• **EXERCISE DESCRIPTION**
All lines in the data below carrying the string "RpcConfig" are to be located and copied.

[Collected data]
------------------------------------

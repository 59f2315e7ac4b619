//! Configuration schema definitions.
//!
//! All types derive Serde traits for deserialization from config files.

use std::collections::BTreeMap;
use std::time::Duration;

use serde::{Deserialize, Serialize};

/// Default response body cap (4 MiB).
pub const DEFAULT_MAX_BODY_BYTES: usize = 4 << 20;

/// Root configuration for the client library.
#[derive(Debug, Clone, Deserialize, Serialize, Default)]
#[serde(default)]
pub struct ClientConfig {
    /// Node endpoint and HTTP settings.
    pub rpc: RpcConfig,

    /// Retry configuration for the RPC pipeline.
    pub retries: RetryConfig,

    /// Transaction status polling.
    pub polling: PollingConfig,

    /// Multicall contract settings.
    pub multicall: MulticallConfig,

    /// Observability settings.
    pub observability: ObservabilityConfig,
}

/// HTTP API namespace a method path is routed under.
#[derive(Debug, Clone, Copy, PartialEq, Eq, Hash, Deserialize, Serialize, Default)]
#[serde(rename_all = "lowercase")]
pub enum Namespace {
    /// Full node API (`/wallet/...`), reads the latest state.
    #[default]
    Wallet,
    /// Solidity node API (`/walletsolidity/...`), reads confirmed state only.
    WalletSolidity,
}

impl Namespace {
    /// Path segment for this namespace.
    pub fn as_str(&self) -> &'static str {
        match self {
            Namespace::Wallet => "wallet",
            Namespace::WalletSolidity => "walletsolidity",
        }
    }
}

impl std::fmt::Display for Namespace {
    fn fmt(&self, f: &mut std::fmt::Formatter<'_>) -> std::fmt::Result {
        f.write_str(self.as_str())
    }
}

/// Node endpoint configuration.
#[derive(Debug, Clone, Deserialize, Serialize)]
#[serde(default)]
pub struct RpcConfig {
    /// Base URL of the node HTTP API (e.g., "https://api.trongrid.io").
    pub base_url: String,

    /// Namespace for method paths that are not already qualified.
    pub namespace: Namespace,

    /// Ask the node to use Base58 addresses in requests and responses.
    pub visible: bool,

    /// Optional TronGrid API key, sent as `TRON-PRO-API-KEY`.
    pub api_key: Option<String>,

    /// Extra headers sent with every request.
    pub headers: BTreeMap<String, String>,

    /// Connection establishment timeout in seconds.
    pub connect_timeout_secs: u64,

    /// Total request timeout in seconds.
    pub request_timeout_secs: u64,

    /// Response bodies are truncated beyond this many bytes.
    pub max_body_bytes: usize,
}

impl Default for RpcConfig {
    fn default() -> Self {
        Self {
            base_url: "https://api.trongrid.io".to_string(),
            namespace: Namespace::Wallet,
            visible: false,
            api_key: None,
            headers: BTreeMap::new(),
            connect_timeout_secs: 6,
            request_timeout_secs: 12,
            max_body_bytes: DEFAULT_MAX_BODY_BYTES,
        }
    }
}

/// Retry configuration.
#[derive(Debug, Clone, Deserialize, Serialize)]
#[serde(default)]
pub struct RetryConfig {
    /// Retries after the first attempt (2 = three attempts in total).
    pub max_retries: u32,

    /// Fixed wait between attempts in milliseconds.
    pub wait_ms: u64,
}

impl RetryConfig {
    /// Wait between attempts.
    pub fn wait(&self) -> Duration {
        Duration::from_millis(self.wait_ms)
    }
}

impl Default for RetryConfig {
    fn default() -> Self {
        Self {
            max_retries: 2,
            wait_ms: 250,
        }
    }
}

/// Transaction status polling configuration.
#[derive(Debug, Clone, Deserialize, Serialize)]
#[serde(default)]
pub struct PollingConfig {
    /// Interval between status queries in milliseconds (one block period).
    pub interval_ms: u64,

    /// Overall deadline for reaching a terminal status, in seconds.
    pub max_wait_secs: u64,
}

impl PollingConfig {
    /// Interval between status queries.
    pub fn interval(&self) -> Duration {
        Duration::from_millis(self.interval_ms)
    }

    /// Overall deadline.
    pub fn max_wait(&self) -> Duration {
        Duration::from_secs(self.max_wait_secs)
    }
}

impl Default for PollingConfig {
    fn default() -> Self {
        Self {
            interval_ms: 3_000,
            max_wait_secs: 80,
        }
    }
}

/// Multicall contract configuration.
#[derive(Debug, Clone, Deserialize, Serialize, Default)]
#[serde(default)]
pub struct MulticallConfig {
    /// Address of the deployed Multicall contract, in either text form.
    pub address: Option<String>,
}

/// Observability configuration.
#[derive(Debug, Clone, Deserialize, Serialize)]
#[serde(default)]
pub struct ObservabilityConfig {
    /// Log level (trace, debug, info, warn, error).
    pub log_level: String,
}

impl Default for ObservabilityConfig {
    fn default() -> Self {
        Self {
            log_level: "info".to_string(),
        }
    }
}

------------------------------------

• **SOLUTION TO THE PROBLEM**
    pub rpc: RpcConfig,
pub struct RpcConfig {
impl Default for RpcConfig {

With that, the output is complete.